Thanks Roxy, some great info there! I am learning a lot through this! I actually called my vet for an opinion as well and she said that the TOTW was a very good premium food and she thought the calcium levels will be fine for Lulu as long as I am not giving her any calcium suppliments or treats with extra calcium in them. She said that most the dog food companies have adjusted the calcium to be within acceptable limits nowadays. I am going to keep her on the TOTW though I will try the pacific stream one next time since it is a bit lower and hope she likes it as much (she is VERY picky and she just gobbles down this kibble with no runny stools at all).

I would like to try Orijen but due to the availability and price I think I will see how she does on the TOTW for a few months before deciding to change again. 

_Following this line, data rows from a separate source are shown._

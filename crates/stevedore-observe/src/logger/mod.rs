mod config;
mod error;
mod log;
mod object;

pub use config::LoggerConfig;
pub use error::{LoggerError, LoggerResult};
pub use object::LoggerFormat;
pub use object::LoggerLevel;
pub use object::{LoggerTimeZone, init_local_offset};

/// Initializes the global tracing subscriber with the given configuration.
///
/// Once initialized, all `tracing` macros (`info!`, `debug!`, etc.) use this configuration.
///
/// # Important: Local Timezone
/// For `LoggerTimeZone::Local`, call [`init_local_offset`] in `main()` before the tokio runtime
/// starts any threads.
///
/// # Examples
/// ```rust
/// use stevedore_observe::{LoggerConfig, init_logger};
///
/// let config = LoggerConfig::default();
/// init_logger(&config).expect("Failed to initialize logger");
///
/// tracing::info!("Logger initialized successfully");
/// ```
pub fn init_logger(cfg: &LoggerConfig) -> Result<(), LoggerError> {
    match cfg.format {
        LoggerFormat::Text => log::logger_text(cfg),
        LoggerFormat::Json => log::logger_json(cfg),
        LoggerFormat::Journald => log::logger_journald(cfg),
    }
}
use std::fmt;

use thiserror::Error;

#[derive(Debug, Error)]
pub enum ModelError {
    #[error("unknown trigger kind: {0}")]
    UnknownTriggerKind(String),

    #[error("unknown container status: {0}")]
    UnknownStatus(String),

    #[error("unknown timezone: {0}")]
    UnknownTimeZone(String),

    #[error("cannot coerce {kind} value '{value}'")]
    Coercion { kind: &'static str, value: String },

    /// A trigger could not be instantiated from its normalized arguments.
    ///
    /// `detail` carries the low-level cause and is only shown to operators in debug mode.
    #[error("error while instantiating a {kind} trigger with '{args}'")]
    Trigger {
        kind: &'static str,
        args: String,
        detail: String,
    },

    #[error("invalid model: {0}")]
    Invalid(String),
}

pub type ModelResult<T> = Result<T, ModelError>;

/// Single rule violation for one attribute of a job definition.
#[derive(Debug, Clone, PartialEq, Eq)]
pub struct FieldError {
    pub field: String,
    pub message: String,
}

impl FieldError {
    pub fn new(field: impl Into<String>, message: impl Into<String>) -> Self {
        Self {
            field: field.into(),
            message: message.into(),
        }
    }
}

impl fmt::Display for FieldError {
    fn fmt(&self, f: &mut fmt::Formatter<'_>) -> fmt::Result {
        write!(f, "{}: {}", self.field, self.message)
    }
}

/// All errors collected while validating one job definition.
///
/// A job with a validation error is dropped from its batch; sibling jobs are unaffected.
#[derive(Debug, Clone, Error)]
#[error("misconfigured job definition '{job}': {}", join(.errors))]
pub struct ValidationError {
    pub job: String,
    pub errors: Vec<FieldError>,
}

impl ValidationError {
    /// Returns `true` if any error is attached to the given field.
    pub fn has_field(&self, field: &str) -> bool {
        self.errors.iter().any(|e| e.field == field)
    }
}

fn join(errors: &[FieldError]) -> String {
    errors
        .iter()
        .map(|e| e.to_string())
        .collect::<Vec<_>>()
        .join("; ")
}

#[cfg(test)]
mod tests {
    use super::*;

    #[test]
    fn validation_error_lists_every_field() {
        let err = ValidationError {
            job: "backup".into(),
            errors: vec![
                FieldError::new("command", "required field"),
                FieldError::new("max", "must be a positive integer"),
            ],
        };

        let msg = err.to_string();
        assert!(msg.contains("'backup'"));
        assert!(msg.contains("command: required field"));
        assert!(msg.contains("max: must be a positive integer"));
        assert!(err.has_field("max"));
        assert!(!err.has_field("user"));
    }
}
use tracing::Subscriber;
use tracing_subscriber::{fmt, layer::SubscriberExt, util::SubscriberInitExt};

use crate::logger::{
    config::LoggerConfig,
    error::{LoggerError, LoggerResult},
    object::LoggerRfc3339,
};

pub fn logger_text(cfg: &LoggerConfig) -> LoggerResult<()> {
    let fmt_layer = fmt::layer()
        .with_ansi(cfg.should_use_color())
        .with_target(cfg.with_targets)
        .with_timer(LoggerRfc3339::new(cfg.tz));

    let subscriber = tracing_subscriber::registry()
        .with(cfg.level.to_env_filter())
        .with(fmt_layer);
    init_subscriber(subscriber)
}

pub fn logger_json(cfg: &LoggerConfig) -> LoggerResult<()> {
    let fmt_layer = fmt::layer()
        .json()
        .with_ansi(false)
        .with_target(cfg.with_targets)
        .with_timer(LoggerRfc3339::new(cfg.tz));

    let subscriber = tracing_subscriber::registry()
        .with(cfg.level.to_env_filter())
        .with(fmt_layer);
    init_subscriber(subscriber)
}

/// Journald stamps entries itself; the timezone setting does not apply.
#[cfg(target_os = "linux")]
pub fn logger_journald(cfg: &LoggerConfig) -> LoggerResult<()> {
    let journald = tracing_journald::layer()
        .map_err(|e| LoggerError::JournaldInitFailed(e.to_string()))?
        .with_syslog_identifier("stevedore".to_string());

    let subscriber = tracing_subscriber::registry()
        .with(cfg.level.to_env_filter())
        .with(journald);
    init_subscriber(subscriber)
}

#[cfg(not(target_os = "linux"))]
pub fn logger_journald(_cfg: &LoggerConfig) -> LoggerResult<()> {
    Err(LoggerError::JournaldNotSupported)
}

fn init_subscriber<S>(subscriber: S) -> LoggerResult<()>
where
    S: Subscriber + Send + Sync + 'static,
{
    subscriber
        .try_init()
        .map_err(|_| LoggerError::AlreadyInitialized)
}
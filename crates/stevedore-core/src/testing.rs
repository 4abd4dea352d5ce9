//! In-memory runtime and event recorder for tests.
use std::collections::HashMap;
use std::sync::atomic::{AtomicUsize, Ordering};
use std::sync::{Arc, Mutex};
use std::time::Duration;

use async_trait::async_trait;
use chrono::{DateTime, Utc};
use futures_util::StreamExt;
use futures_util::stream::{self, BoxStream};
use tokio::sync::{Notify, mpsc};

use stevedore_model::{ContainerStatus, Labels};

use crate::events::{JobEvent, Subscribe};
use crate::runtime::{
    ContainerFilter, ContainerInfo, ContainerRuntime, ExecOutput, ExecRequest, RuntimeError,
    RuntimeEvent, RuntimeResult,
};

pub fn container(id: &str, status: ContainerStatus, labels: &[(&str, &str)]) -> ContainerInfo {
    ContainerInfo {
        id: id.to_string(),
        name: format!("{id}-name"),
        image: "app:latest".to_string(),
        status,
        labels: labels.iter().copied().collect(),
        started_at: None,
    }
}

#[derive(Default)]
struct State {
    containers: Vec<ContainerInfo>,
    image_labels: HashMap<String, Labels>,
    exec_output: Option<ExecOutput>,
    exec_error: Option<String>,
    exec_latency: Duration,
    execs: Vec<(String, ExecRequest)>,
}

/// Scripted [`ContainerRuntime`].
#[derive(Default)]
pub struct FakeRuntime {
    state: Mutex<State>,
    status_queries: AtomicUsize,
    image_queries: AtomicUsize,
    events_tx: Mutex<Option<mpsc::UnboundedSender<RuntimeResult<RuntimeEvent>>>>,
}

impl FakeRuntime {
    pub fn new() -> Arc<Self> {
        Arc::new(Self::default())
    }

    fn state(&self) -> std::sync::MutexGuard<'_, State> {
        self.state.lock().unwrap()
    }

    pub fn put(&self, info: ContainerInfo) {
        let mut st = self.state();
        match st.containers.iter_mut().find(|c| c.id == info.id) {
            Some(existing) => *existing = info,
            None => st.containers.push(info),
        }
    }

    pub fn set_status(&self, id: &str, status: ContainerStatus) {
        if let Some(c) = self.state().containers.iter_mut().find(|c| c.id == id) {
            c.status = status;
        }
    }

    pub fn forget(&self, id: &str) {
        self.state().containers.retain(|c| c.id != id);
    }

    pub fn set_image_labels(&self, id: &str, labels: &[(&str, &str)]) {
        self.state()
            .image_labels
            .insert(id.to_string(), labels.iter().copied().collect());
    }

    pub fn set_exec_output(&self, exit_code: i64, output: &str) {
        self.state().exec_output = Some(ExecOutput {
            exit_code,
            output: output.as_bytes().to_vec(),
        });
    }

    pub fn fail_exec(&self, message: &str) {
        self.state().exec_error = Some(message.to_string());
    }

    pub fn set_exec_latency(&self, latency: Duration) {
        self.state().exec_latency = latency;
    }

    pub fn execs(&self) -> Vec<(String, ExecRequest)> {
        self.state().execs.clone()
    }

    pub fn exec_count(&self) -> usize {
        self.state().execs.len()
    }

    pub fn status_queries(&self) -> usize {
        self.status_queries.load(Ordering::SeqCst)
    }

    pub fn image_queries(&self) -> usize {
        self.image_queries.load(Ordering::SeqCst)
    }

    /// Push an event into the stream returned by the last `events` call.
    pub fn emit(&self, event: RuntimeResult<RuntimeEvent>) {
        if let Some(tx) = self.events_tx.lock().unwrap().as_ref() {
            let _ = tx.send(event);
        }
    }

    pub fn has_subscriber(&self) -> bool {
        self.events_tx.lock().unwrap().is_some()
    }

    /// End the current event stream.
    pub fn close_events(&self) {
        self.events_tx.lock().unwrap().take();
    }

    fn find(&self, id: &str) -> RuntimeResult<ContainerInfo> {
        self.state()
            .containers
            .iter()
            .find(|c| c.id == id)
            .cloned()
            .ok_or_else(|| RuntimeError::NotFound(id.to_string()))
    }
}

#[async_trait]
impl ContainerRuntime for FakeRuntime {
    async fn list_containers(&self, filter: &ContainerFilter) -> RuntimeResult<Vec<ContainerInfo>> {
        Ok(self
            .state()
            .containers
            .iter()
            .filter(|c| filter.matches(c))
            .cloned()
            .collect())
    }

    async fn inspect_container(&self, id: &str) -> RuntimeResult<ContainerInfo> {
        self.find(id)
    }

    async fn image_labels(&self, container_id: &str) -> RuntimeResult<Labels> {
        self.image_queries.fetch_add(1, Ordering::SeqCst);
        self.find(container_id)?;
        Ok(self
            .state()
            .image_labels
            .get(container_id)
            .cloned()
            .unwrap_or_default())
    }

    async fn exec(&self, container_id: &str, request: &ExecRequest) -> RuntimeResult<ExecOutput> {
        let (latency, output, error) = {
            let mut st = self.state();
            st.execs.push((container_id.to_string(), request.clone()));
            (st.exec_latency, st.exec_output.clone(), st.exec_error.clone())
        };
        if !latency.is_zero() {
            tokio::time::sleep(latency).await;
        }
        if let Some(message) = error {
            return Err(RuntimeError::Api(message));
        }
        Ok(output.unwrap_or(ExecOutput {
            exit_code: 0,
            output: Vec::new(),
        }))
    }

    fn events(&self, _since: DateTime<Utc>) -> BoxStream<'static, RuntimeResult<RuntimeEvent>> {
        let (tx, rx) = mpsc::unbounded_channel();
        *self.events_tx.lock().unwrap() = Some(tx);
        stream::unfold(rx, |mut rx| async move { rx.recv().await.map(|ev| (ev, rx)) }).boxed()
    }

    async fn container_status(&self, id: &str) -> RuntimeResult<Option<ContainerStatus>> {
        self.status_queries.fetch_add(1, Ordering::SeqCst);
        Ok(self.find(id).ok().map(|c| c.status))
    }
}

/// Subscriber that keeps every event it receives.
#[derive(Default)]
pub struct Recorder {
    events: Mutex<Vec<JobEvent>>,
    notify: Notify,
}

impl Recorder {
    pub fn events(&self) -> Vec<JobEvent> {
        self.events.lock().unwrap().clone()
    }

    pub fn count(&self, kind: &str) -> usize {
        self.events
            .lock()
            .unwrap()
            .iter()
            .filter(|e| e.kind.name() == kind)
            .count()
    }

    /// Wait until at least `n` events arrived; panics after five seconds.
    pub async fn wait_for(&self, n: usize) {
        tokio::time::timeout(Duration::from_secs(5), async {
            loop {
                let notified = self.notify.notified();
                if self.events.lock().unwrap().len() >= n {
                    return;
                }
                notified.await;
            }
        })
        .await
        .expect("timed out waiting for events");
    }

    /// Wait until at least one event of `kind` arrived.
    pub async fn wait_for_kind(&self, kind: &str) {
        tokio::time::timeout(Duration::from_secs(5), async {
            loop {
                let notified = self.notify.notified();
                if self.count(kind) > 0 {
                    return;
                }
                notified.await;
            }
        })
        .await
        .unwrap_or_else(|_| panic!("timed out waiting for a '{kind}' event"));
    }
}

#[async_trait]
impl Subscribe for Recorder {
    async fn on_event(&self, event: &JobEvent) {
        self.events.lock().unwrap().push(event.clone());
        self.notify.notify_waiters();
    }

    fn name(&self) -> &'static str {
        "recorder"
    }
}
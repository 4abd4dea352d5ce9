use tracing::debug;

use stevedore_core::runtime::{ContainerFilter, ContainerRuntime, RuntimeResult};
use stevedore_model::{ContainerStatus, IMAGE_TITLE_LABELS};

/// Statuses of containers that count as a live daemon (everything but created and exited).
const LIVE: [ContainerStatus; 5] = [
    ContainerStatus::Running,
    ContainerStatus::Paused,
    ContainerStatus::Restarting,
    ContainerStatus::Removing,
    ContainerStatus::Dead,
];

/// Whether more than one live container runs an image titled `title`.
///
/// The daemon's own container is one of them when it runs containerized.
pub async fn another_instance_running(runtime: &dyn ContainerRuntime, title: &str) -> RuntimeResult<bool> {
    let filter = ContainerFilter {
        statuses: LIVE.to_vec(),
        labels: Vec::new(),
    };

    let mut matched = 0;
    for container in runtime.list_containers(&filter).await? {
        let labels = match runtime.image_labels(&container.id).await {
            Ok(labels) => labels,
            Err(e) if e.is_not_found() => continue,
            Err(e) => return Err(e),
        };
        let image_title = IMAGE_TITLE_LABELS.iter().find_map(|key| labels.get(key));
        if image_title == Some(title) {
            debug!(container = %container.id, "found daemon container");
            matched += 1;
            if matched > 1 {
                return Ok(true);
            }
        }
    }
    Ok(false)
}
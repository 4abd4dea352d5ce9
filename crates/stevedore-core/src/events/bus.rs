use std::sync::Arc;

use async_trait::async_trait;
use tokio::sync::mpsc;
use tracing::{error, trace};

use crate::events::JobEvent;

/// Consumer of job events.
///
/// Every subscriber gets its own bounded queue and worker task, so a slow subscriber never
/// blocks the scheduler. Events that don't fit into the queue are dropped.
#[async_trait]
pub trait Subscribe: Send + Sync + 'static {
    async fn on_event(&self, event: &JobEvent);

    /// Subscriber name used in logs.
    fn name(&self) -> &'static str;

    fn queue_capacity(&self) -> usize {
        1024
    }
}

struct Lane {
    name: &'static str,
    tx: mpsc::Sender<Arc<JobEvent>>,
}

/// Fan-out of job events to subscribers.
#[derive(Clone, Default)]
pub struct EventBus {
    lanes: Arc<Vec<Lane>>,
}

impl EventBus {
    /// Spawn one worker per subscriber; must be called within a tokio runtime.
    pub fn new(subscribers: Vec<Arc<dyn Subscribe>>) -> Self {
        let lanes = subscribers
            .into_iter()
            .map(|sub| {
                let (tx, mut rx) = mpsc::channel::<Arc<JobEvent>>(sub.queue_capacity().max(1));
                let name = sub.name();
                tokio::spawn(async move {
                    while let Some(event) = rx.recv().await {
                        sub.on_event(&event).await;
                    }
                    trace!(subscriber = name, "subscriber worker stopped");
                });
                Lane { name, tx }
            })
            .collect();
        Self {
            lanes: Arc::new(lanes),
        }
    }

    /// Bus without subscribers.
    pub fn empty() -> Self {
        Self::default()
    }

    pub fn publish(&self, event: JobEvent) {
        if self.lanes.is_empty() {
            return;
        }
        let event = Arc::new(event);
        for lane in self.lanes.iter() {
            if let Err(e) = lane.tx.try_send(Arc::clone(&event)) {
                error!(
                    subscriber = lane.name,
                    job = %event.job_name,
                    reason = %e,
                    "event dropped for a subscriber (queue full or worker closed)"
                );
            }
        }
    }
}

#[cfg(test)]
mod tests {
    use super::*;
    use crate::events::JobEventKind;
    use crate::testing::Recorder;
    use chrono::Utc;

    fn event(name: &str) -> JobEvent {
        JobEvent {
            job_id: name.into(),
            job_name: name.to_string(),
            container_id: "c1".into(),
            at: Utc::now(),
            kind: JobEventKind::Removed,
        }
    }

    #[tokio::test]
    async fn delivers_to_every_subscriber_in_order() {
        let a = Arc::new(Recorder::default());
        let b = Arc::new(Recorder::default());
        let bus = EventBus::new(vec![a.clone(), b.clone()]);

        bus.publish(event("one"));
        bus.publish(event("two"));

        for rec in [&a, &b] {
            rec.wait_for(2).await;
            let names: Vec<_> = rec.events().iter().map(|e| e.job_name.clone()).collect();
            assert_eq!(names, ["one", "two"]);
        }
    }

    #[tokio::test]
    async fn empty_bus_accepts_events() {
        EventBus::empty().publish(event("ignored"));
    }
}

Thanks so much for all the help, I feel a lot more educated in this area now!


----------



## roxy84 (Jun 23, 2007)

> Originally Posted By: StarryNite
> I would like to try Orijen but due to the availability and price I think I will see how she does on the TOTW for a few months before deciding to change again.


if you ever do eventually try the orijen, you may find you will need to feed a fair amount less than with the TOTW as it is quite a bit more calorie dense (this was my experience anyway), so it may not be as expensive to feed as you might think. of course, i understand availability is an issue as well. there are some foods id like to be using in my rotation that are only available 90 minutes away or online.


----------



## rapnek74 (Mar 19, 2009)

I have been feeding my pup TOTW since I brought him home... well 3 days after he got home. The pacific stream food does not agree with my pup at all. The other 2 have been great. Firm stools with plenty of energy on the other 2. He has been on it 10 weeks total and his weight and size are normal with everything I can find. So far I am very happy with the food, excluding the pacific stream formula. His stomach was messed up almost imediately after we started the switch to this food....... I will say that we tried some treats with salmon in it and messed up his stomach also. We started the switch back to the high prairie flavor today. We bought a small bag to try just in case it was like the salmon treat so there would be little waste and just like the treats with salmon, he could not take it. 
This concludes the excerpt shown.